The purpose of this mixed methods study is to identify the factors related to LTBI treatment acceptance and completion in addition to exploring the decision-making process of LTBI treatment adherence among Vietnamese immigrants. Predictors for phase 1 included: socio-demographic characteristics, basic health history, behavioral survey scores measured by Morisky Medication Adherence Scale (MMAS-8), Champion Health Belief Model Scale (CHBMS-29) and the Self-Efficacy for Appropriate Medication Use (SEAM-9). Significant predictors for multivariate analysis for treatment acceptance included individuals with a history of smoking and recent contact with an infectious TB case. For treatment completion, the top two most significant predictors in the univariate analysis included age group between 18-44 years and current employment. No significant predictors were identified in the multivariate analysis for treatment completion. There were also no significant correlations identified between the psychosocial measurements (SEAM-9, CHBMS-29, MMAS-8) and treatment completion.

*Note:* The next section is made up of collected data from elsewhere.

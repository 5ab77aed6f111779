//! msfconsole transcripts: exploit runs, `sessions -l` and `search`

use crate::models::{ExploitModule, ExploitSession};
use lazy_static::lazy_static;
use regex::Regex;

lazy_static! {
    static ref SHELL_OPENED: Regex =
        Regex::new(r"Command shell session (\d+) opened").expect("static regex");
    static ref SESSION_CREATED: Regex = Regex::new(r"Session (\d+) created").expect("static regex");
    static ref SESSION_ROW: Regex = Regex::new(r"^\s*\d+\s+").expect("static regex");
    static ref DISCLOSURE_DATE: Regex = Regex::new(r"^\d{4}-\d{2}-\d{2}$").expect("static regex");
}

const DEFAULT_RANK: &str = "normal";

/// Session id announced in an exploit transcript, if any
///
/// The shell-session phrase wins over the generic one when both appear.
pub fn parse_exploit_session(output: &str) -> Option<u32> {
    [&*SHELL_OPENED, &*SESSION_CREATED]
        .iter()
        .find_map(|re| re.captures(output).and_then(|c| c[1].parse().ok()))
}

/// Rows of the `sessions -l` table
pub fn parse_sessions(output: &str) -> Vec<ExploitSession> {
    output
        .lines()
        .filter(|line| SESSION_ROW.is_match(line))
        .filter_map(|line| {
            let tokens: Vec<&str> = line.split_whitespace().collect();
            if tokens.len() < 3 {
                return None;
            }
            Some(ExploitSession {
                id: tokens[0].parse().ok()?,
                kind: tokens[1].to_string(),
                info: tokens[2..].join(" "),
            })
        })
        .collect()
}

/// Modules listed by `search`
///
/// Newer consoles prefix each row with an index column and put the disclosure
/// date between name and rank; both are skipped.
/// Rows whose name column is not a module path (no `/`) are skipped rather
/// than reported with a bogus name.
pub fn parse_search(output: &str) -> Vec<ExploitModule> {
    output
        .lines()
        .filter(|line| line.contains("exploit/") || line.contains("auxiliary/"))
        .filter_map(parse_search_row)
        .collect()
}

fn parse_search_row(line: &str) -> Option<ExploitModule> {
    let mut tokens = line.split_whitespace().peekable();

    if tokens
        .peek()
        .is_some_and(|t| t.chars().all(|c| c.is_ascii_digit()))
    {
        tokens.next();
    }

    let name = tokens.next().filter(|t| t.contains('/'))?;

    if tokens.peek().is_some_and(|t| DISCLOSURE_DATE.is_match(t)) {
        tokens.next();
    }

    let rank = tokens.next().unwrap_or(DEFAULT_RANK);
    let description = tokens.collect::<Vec<_>>().join(" ");

    Some(ExploitModule {
        name: name.to_string(),
        rank: rank.to_string(),
        description,
    })
}
//! Lifecycle Policies
//!
//! How long the executor waits on a spawned tool and what happens when the
//! wait expires. The policy is fixed on the [`ToolInvocation`](super::ToolInvocation)
//! before spawn and never adjusted afterwards.

use std::future::Future;
use std::time::Duration;
use tokio::time;

/// Default ceiling for synchronous tools (10 minutes)
pub const DEFAULT_SYNC_CEILING_SECS: u64 = 600;

/// Wait policy for a tool invocation
#[derive(Debug, Clone, Copy, PartialEq, Eq)]
pub enum LifecyclePolicy {
    /// Block until exit. Exceeding `ceiling` kills the child and is an error.
    SyncWait { ceiling: Duration },

    /// Wait `grace`, then up to `collect` more; after that kill the child and
    /// keep whatever output was captured. Never an error.
    BoundedWait { grace: Duration, collect: Duration },

    /// Return as soon as the child is spawned
    FireAndForget,
}

impl Default for LifecyclePolicy {
    fn default() -> Self {
        Self::sync_wait(Duration::from_secs(DEFAULT_SYNC_CEILING_SECS))
    }
}

impl LifecyclePolicy {
    pub fn sync_wait(ceiling: Duration) -> Self {
        Self::SyncWait { ceiling }
    }

    pub fn bounded_wait(grace: Duration, collect: Duration) -> Self {
        Self::BoundedWait { grace, collect }
    }

    /// Total time the executor may spend waiting, if bounded
    pub fn deadline(&self) -> Option<Duration> {
        match *self {
            Self::SyncWait { ceiling } => Some(ceiling),
            Self::BoundedWait { grace, collect } => Some(grace + collect),
            Self::FireAndForget => None,
        }
    }

    /// Short label for logs and metrics
    pub fn label(&self) -> &'static str {
        match self {
            Self::SyncWait { .. } => "sync",
            Self::BoundedWait { .. } => "bounded",
            Self::FireAndForget => "detached",
        }
    }
}

/// Run `future` for at most `limit`; `None` means the limit expired
pub async fn within<F, T>(limit: Duration, future: F) -> Option<T>
where
    F: Future<Output = T>,
{
    time::timeout(limit, future).await.ok()
}
// Prometheus metrics for tool invocations
//
// Exposed on the /metrics endpoint of the HTTP layer:
// - Tool invocations by outcome (counter)
// - Tool run durations (histogram)
// - Background cracking jobs still running (gauge)
//
// The registry is owned by a ToolMetrics value that is built at startup and
// passed to the executor and the server.

use prometheus::{
    Encoder, HistogramOpts, HistogramVec, IntCounterVec, IntGauge, Opts, Registry, TextEncoder,
};
use std::fmt;
use std::time::Duration;

/// Metric handles plus the registry they are registered in
#[derive(Clone)]
pub struct ToolMetrics {
    registry: Registry,
    invocations_total: IntCounterVec,
    duration_seconds: HistogramVec,
    jobs_running: IntGauge,
}

impl fmt::Debug for ToolMetrics {
    fn fmt(&self, f: &mut fmt::Formatter<'_>) -> fmt::Result {
        f.debug_struct("ToolMetrics")
            .field("jobs_running", &self.jobs_running.get())
            .finish()
    }
}

impl ToolMetrics {
    /// Create and register all metrics in a fresh registry
    pub fn new() -> prometheus::Result<Self> {
        let registry = Registry::new();

        let invocations_total = IntCounterVec::new(
            Opts::new("tool_invocations_total", "Total number of external tool invocations"),
            &["tool", "outcome"],
        )?;
        let duration_seconds = HistogramVec::new(
            HistogramOpts::new("tool_duration_seconds", "Time spent waiting on external tools")
                .buckets(vec![0.1, 0.5, 1.0, 5.0, 15.0, 60.0, 300.0, 900.0]),
            &["tool"],
        )?;
        let jobs_running = IntGauge::new(
            "cracking_jobs_running",
            "Background cracking jobs that have not exited yet",
        )?;

        registry.register(Box::new(invocations_total.clone()))?;
        registry.register(Box::new(duration_seconds.clone()))?;
        registry.register(Box::new(jobs_running.clone()))?;

        Ok(Self {
            registry,
            invocations_total,
            duration_seconds,
            jobs_running,
        })
    }

    /// Record one finished (or detached) invocation
    pub fn observe(&self, tool: &str, outcome: &str, elapsed: Duration) {
        self.invocations_total
            .with_label_values(&[tool, outcome])
            .inc();
        self.duration_seconds
            .with_label_values(&[tool])
            .observe(elapsed.as_secs_f64());
    }

    pub fn job_started(&self) {
        self.jobs_running.inc();
    }

    pub fn job_finished(&self) {
        self.jobs_running.dec();
    }

    pub fn jobs_running(&self) -> i64 {
        self.jobs_running.get()
    }

    /// Current count for a tool/outcome pair
    pub fn invocations(&self, tool: &str, outcome: &str) -> u64 {
        self.invocations_total
            .with_label_values(&[tool, outcome])
            .get()
    }

    /// Gather all metrics in Prometheus text format
    pub fn gather(&self) -> anyhow::Result<String> {
        let encoder = TextEncoder::new();
        let metric_families = self.registry.gather();
        let mut buffer = Vec::new();
        encoder
            .encode(&metric_families, &mut buffer)
            .map_err(|e| anyhow::anyhow!("Failed to encode metrics: {}", e))?;
        String::from_utf8(buffer).map_err(|e| anyhow::anyhow!("Invalid UTF-8 in metrics: {}", e))
    }
}

#[cfg(test)]
mod tests {
    use super::*;

    #[test]
    fn test_observe_counts_by_outcome() {
        let metrics = ToolMetrics::new().unwrap();
        metrics.observe("nmap", "completed", Duration::from_millis(250));
        metrics.observe("nmap", "completed", Duration::from_millis(300));
        metrics.observe("nmap", "execution", Duration::from_millis(10));

        assert_eq!(metrics.invocations("nmap", "completed"), 2);
        assert_eq!(metrics.invocations("nmap", "execution"), 1);
        assert_eq!(metrics.invocations("john", "completed"), 0);
    }

    #[test]
    fn test_job_gauge() {
        let metrics = ToolMetrics::new().unwrap();
        metrics.job_started();
        metrics.job_started();
        metrics.job_finished();
        assert_eq!(metrics.jobs_running(), 1);
    }

    #[test]
    fn test_gather_text_format() {
        let metrics = ToolMetrics::new().unwrap();
        metrics.observe("msfconsole", "timed_out_partial", Duration::from_secs(15));

        let text = metrics.gather().unwrap();
        assert!(text.contains("tool_invocations_total"));
        assert!(text.contains("msfconsole"));
        assert!(text.contains("cracking_jobs_running"));
    }

    #[test]
    fn test_independent_registries() {
        // Each instance owns its registry, so building two must not collide
        assert!(ToolMetrics::new().is_ok());
        assert!(ToolMetrics::new().is_ok());
    }
}
//! Output Parsers
//!
//! One pure function per tool family turning raw stdout (or XML) into the
//! records in [`crate::models`]. Free-text parsers skip lines they cannot
//! read; the XML parser fails as a whole.

pub mod credentials;
pub mod discovery;
pub mod interfaces;
pub mod john;
pub mod metasploit;
pub mod nmap;

pub use credentials::{parse_credentials, render_hash_file};
pub use discovery::parse_discovery;
pub use interfaces::parse_interfaces;
pub use john::parse_cracked;
pub use metasploit::{parse_exploit_session, parse_search, parse_sessions};
pub use nmap::parse_nmap_xml;
//! Offline hash cracking (`john`)
//!
//! Cracking runs detached: the call returns once john is spawned and the job
//! is registered under its hash-file path. A watcher task records the exit in
//! the registry. Progress is read back with `john --show`, which is
//! idempotent and can be polled at any time.

use super::{non_blank, run_for_stdout};
use crate::config::Config;
use crate::error::ToolError;
use crate::metrics::ToolMetrics;
use crate::models::{CrackStarted, CrackStatus};
use crate::parsers::parse_cracked;
use crate::registry::JobRegistry;
use crate::tools::{ExecutionOutcome, LifecyclePolicy, ProcessRunner, SafePath, ToolInvocation};
use std::path::PathBuf;
use std::sync::Arc;
use tracing::{info, warn};

const TOOL: &str = "john";

#[derive(Clone)]
pub struct CrackingService {
    runner: Arc<dyn ProcessRunner>,
    john: String,
    hash_format: String,
    default_wordlist: Option<PathBuf>,
    status_policy: LifecyclePolicy,
    registry: JobRegistry,
    metrics: Option<Arc<ToolMetrics>>,
}

impl CrackingService {
    pub fn new(runner: Arc<dyn ProcessRunner>, config: &Config, registry: JobRegistry) -> Self {
        Self {
            runner,
            john: config.tools.john.clone(),
            hash_format: config.cracking.hash_format.clone(),
            default_wordlist: config.cracking.default_wordlist.clone(),
            status_policy: config.timeouts.sync_policy(),
            registry,
            metrics: None,
        }
    }

    /// Count running jobs in `metrics`
    pub fn with_metrics(mut self, metrics: Arc<ToolMetrics>) -> Self {
        self.metrics = Some(metrics);
        self
    }

    fn format_arg(&self) -> String {
        format!("--format={}", self.hash_format)
    }

    /// Wordlist argument, if one was requested (or configured) and exists
    fn wordlist_arg(&self, requested: Option<&str>) -> Result<Option<String>, ToolError> {
        let configured = self
            .default_wordlist
            .as_ref()
            .map(|p| p.to_string_lossy().into_owned());

        let Some(candidate) = non_blank(requested).or(configured.as_deref()) else {
            return Ok(None);
        };
        let wordlist = SafePath::parse(candidate, "wordlist")?;

        if wordlist.as_path().is_file() {
            Ok(Some(format!("--wordlist={}", wordlist)))
        } else {
            warn!(wordlist = %wordlist, "Wordlist not found; using john's default mode");
            Ok(None)
        }
    }

    /// Start cracking `hash_file` in the background
    pub async fn start_cracking(
        &self,
        hash_file: &str,
        wordlist: Option<&str>,
    ) -> Result<CrackStarted, ToolError> {
        let hash_file = SafePath::existing(hash_file, "hash_file")?;
        let wordlist = self.wordlist_arg(wordlist)?;

        let mut invocation =
            ToolInvocation::new(TOOL, &self.john, LifecyclePolicy::FireAndForget).arg(self.format_arg());
        if let Some(wordlist) = wordlist {
            invocation = invocation.arg(wordlist);
        }
        invocation = invocation.arg(hash_file.as_str());

        let process = match self.runner.run(invocation).await? {
            ExecutionOutcome::Detached(process) => process,
            other => {
                return Err(ToolError::Execution {
                    tool: TOOL.to_string(),
                    exit_code: other.output().and_then(|o| o.exit_code),
                    stderr: format!("expected a detached process, got {}", other.label()),
                })
            }
        };

        let pid = process.pid;
        let job_key = hash_file.to_string();
        self.registry.register_job(&job_key, pid).await;
        if let Some(ref metrics) = self.metrics {
            metrics.job_started();
        }

        let registry = self.registry.clone();
        let metrics = self.metrics.clone();
        let key = job_key.clone();
        tokio::spawn(async move {
            let code = process.wait().await;
            if let Some(metrics) = metrics {
                metrics.job_finished();
            }
            registry.mark_exited(&key, pid, code).await;
        });

        info!(job_key = %job_key, pid, "Cracking started");
        Ok(CrackStarted {
            started: true,
            message: "John the Ripper started".to_string(),
            job_key,
            pid,
        })
    }

    /// Passwords cracked so far for `hash_file`
    pub async fn get_cracking_status(&self, hash_file: &str) -> Result<CrackStatus, ToolError> {
        let hash_file = SafePath::parse_positional(hash_file, "hash_file")?;

        let invocation = ToolInvocation::new(TOOL, &self.john, self.status_policy)
            .arg("--show")
            .arg(self.format_arg())
            .arg(hash_file.as_str());
        let output = run_for_stdout(self.runner.as_ref(), invocation).await?;

        let cracked = parse_cracked(&output);
        let job = self.registry.job(hash_file.as_str()).await;
        info!(job_key = %hash_file, cracked = cracked.len(), "Cracking status");

        Ok(CrackStatus {
            success: true,
            cracked_count: cracked.len(),
            cracked_passwords: cracked,
            output,
            job,
        })
    }
}

#[cfg(test)]
mod tests {
    use super::*;
    use crate::error::ValidationFailure;
    use crate::registry::JobState;
    use crate::tools::testing::RecordingRunner;
    use std::time::Duration;
    use tempfile::{NamedTempFile, TempDir};

    fn service_with(runner: RecordingRunner, config: Config) -> (CrackingService, Arc<RecordingRunner>, JobRegistry) {
        let runner = Arc::new(runner);
        let registry = JobRegistry::new();
        (
            CrackingService::new(runner.clone(), &config, registry.clone()),
            runner,
            registry,
        )
    }

    fn service(runner: RecordingRunner) -> (CrackingService, Arc<RecordingRunner>, JobRegistry) {
        service_with(runner, Config::default())
    }

    fn hash_file() -> NamedTempFile {
        let file = tempfile::Builder::new().suffix(".txt").tempfile().unwrap();
        std::fs::write(file.path(), "root:$6$abc$hashvalue\n").unwrap();
        file
    }

    fn path_str(file: &NamedTempFile) -> String {
        file.path().to_string_lossy().into_owned()
    }

    async fn wait_for_exit(registry: &JobRegistry, key: &str) -> JobState {
        for _ in 0..50 {
            if let Some(job) = registry.job(key).await {
                if !job.is_running() {
                    return job.state;
                }
            }
            tokio::time::sleep(Duration::from_millis(10)).await;
        }
        panic!("job {key} never exited");
    }

    #[tokio::test]
    async fn test_start_registers_and_tracks_exit() {
        let hashes = hash_file();
        let key = path_str(&hashes);
        let metrics = Arc::new(ToolMetrics::new().unwrap());
        let (svc, runner, registry) = service(RecordingRunner::new().detached(31337, Some(0)));
        let svc = svc.with_metrics(metrics.clone());

        let started = svc.start_cracking(&key, None).await.unwrap();
        assert!(started.started);
        assert_eq!(started.pid, 31337);
        assert_eq!(started.job_key, key);

        let call = &runner.invocations()[0];
        assert_eq!(call.policy, LifecyclePolicy::FireAndForget);
        assert_eq!(call.args, vec!["--format=sha512crypt".to_string(), key.clone()]);

        assert_eq!(wait_for_exit(&registry, &key).await, JobState::Exited { code: Some(0) });
        assert_eq!(metrics.jobs_running(), 0);
    }

    #[tokio::test]
    async fn test_missing_hash_file_spawns_nothing() {
        let (svc, runner, registry) = service(RecordingRunner::new());
        let err = svc
            .start_cracking("/nonexistent/hashes.txt", None)
            .await
            .unwrap_err();
        match err {
            ToolError::Validation(v) => {
                assert_eq!(v.field, "hash_file");
                assert_eq!(v.reason, ValidationFailure::NotFound);
            }
            other => panic!("unexpected error: {other:?}"),
        }
        assert!(runner.invocations().is_empty());
        assert!(registry.jobs().await.is_empty());
    }

    #[tokio::test]
    async fn test_existing_wordlist_is_passed() {
        let hashes = hash_file();
        let words = NamedTempFile::new().unwrap();
        let (svc, runner, _) = service(RecordingRunner::new().detached(1, None));

        svc.start_cracking(&path_str(&hashes), Some(&path_str(&words)))
            .await
            .unwrap();

        let args = &runner.invocations()[0].args;
        assert_eq!(args[1], format!("--wordlist={}", path_str(&words)));
        assert_eq!(args[2], path_str(&hashes));
    }

    #[tokio::test]
    async fn test_missing_wordlist_is_skipped() {
        let hashes = hash_file();
        let dir = TempDir::new().unwrap();
        let missing = dir.path().join("rockyou.txt");
        let (svc, runner, _) = service(RecordingRunner::new().detached(1, None));

        svc.start_cracking(&path_str(&hashes), Some(missing.to_str().unwrap()))
            .await
            .unwrap();

        let args = &runner.invocations()[0].args;
        assert_eq!(args.len(), 2);
        assert!(!args.iter().any(|a| a.starts_with("--wordlist")));
    }

    #[tokio::test]
    async fn test_configured_default_wordlist() {
        let hashes = hash_file();
        let words = NamedTempFile::new().unwrap();
        let mut config = Config::default();
        config.cracking.default_wordlist = Some(words.path().to_path_buf());
        config.cracking.hash_format = "md5crypt".to_string();
        let (svc, runner, _) = service_with(RecordingRunner::new().detached(1, None), config);

        svc.start_cracking(&path_str(&hashes), None).await.unwrap();

        let args = &runner.invocations()[0].args;
        assert_eq!(args[0], "--format=md5crypt");
        assert!(args[1].starts_with("--wordlist="));
    }

    #[tokio::test]
    async fn test_status_parses_show_report() {
        let (svc, runner, registry) = service(
            RecordingRunner::new().completed("root:toor:19000:0:99999:7:::\n\n1 password hash cracked, 0 left\n"),
        );
        registry.register_job("/tmp/hashes.txt", 77).await;

        let status = svc.get_cracking_status("/tmp/hashes.txt").await.unwrap();
        assert!(status.success);
        assert_eq!(status.cracked_count, 1);
        assert_eq!(status.cracked_passwords[0].password, "toor");
        assert_eq!(status.job.unwrap().pid, 77);

        assert_eq!(
            runner.invocations()[0].args,
            vec!["--show", "--format=sha512crypt", "/tmp/hashes.txt"]
        );
    }

    #[tokio::test]
    async fn test_status_is_repeatable() {
        let report = "root:toor:19000:0:99999:7:::\n";
        let (svc, _, _) = service(RecordingRunner::new().completed(report).completed(report));

        let first = svc.get_cracking_status("hashes.txt").await.unwrap();
        let second = svc.get_cracking_status("hashes.txt").await.unwrap();
        assert_eq!(first.cracked_passwords, second.cracked_passwords);
        assert!(first.job.is_none());
    }
}
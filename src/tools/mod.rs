//! Tool Execution Subsystem
//!
//! Secure subprocess execution for the external security tools.
//!
//! # Security Features
//!
//! - **Sanitized Inputs**: caller strings become typed values only through
//!   [`validate`]
//! - **List Invocation**: commands are executed as argument vectors, never
//!   through a shell
//! - **Lifecycle Policies**: every invocation carries its wait/kill policy
//!   from the moment it is built
//! - **Private Scripts**: generated resource scripts live in temporary files
//!   removed on every exit path
//!
//! # Architecture
//!
//! - `validator.rs`: argument sanitizer and validated value types
//! - `timeout.rs`: lifecycle policies
//! - `executor.rs`: subprocess execution and output capture
//! - `script.rs`: resource-script assembly

mod executor;
mod script;
mod timeout;
mod validator;

#[cfg(test)]
pub(crate) mod testing;

pub use executor::{
    CapturedOutput, DetachedProcess, ExecutionOutcome, ExecutorConfig, ProcessRunner,
    ToolExecutor, ToolInvocation,
};
pub use script::{ResourceScript, ScratchScript};
pub use timeout::{LifecyclePolicy, DEFAULT_SYNC_CEILING_SECS};
pub use validator::{
    validate, validate_port, ModuleName, PortSpec, SafeIdentifier, SafePath, SearchTerm,
    SessionId, SingleLineCommand, ValueKind,
};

In phase 2, a decision-making grounded theory model entitled “The Decision-Making Model for Latent TB Infection Treatment Acceptance and Completion” was developed from the stories and testimonies of 17 Vietnamese participants. Three primary decision-making points were identified that was critical to the development of the proposed model: treatment acceptance, treatment initiation and treatment completion. Three categories emerged from participants’ data that were directly related to the decision to accept LTBI treatment, “beliefs”, “TB awareness” and “trust in healthcare”. Findings revealed the only category to influence treatment initiation was “barriers” to scheduling. Lastly, the decision to maintain adherence and complete treatment were strongly influenced by self-determination, medication side effects, and having family support.

Based on this study’s findings, target screening of Vietnamese immigrants at highest risk for latent TB reactivation should be done more frequently in private community clinics and focus on reducing barriers to treatment acceptance, initiation and completion.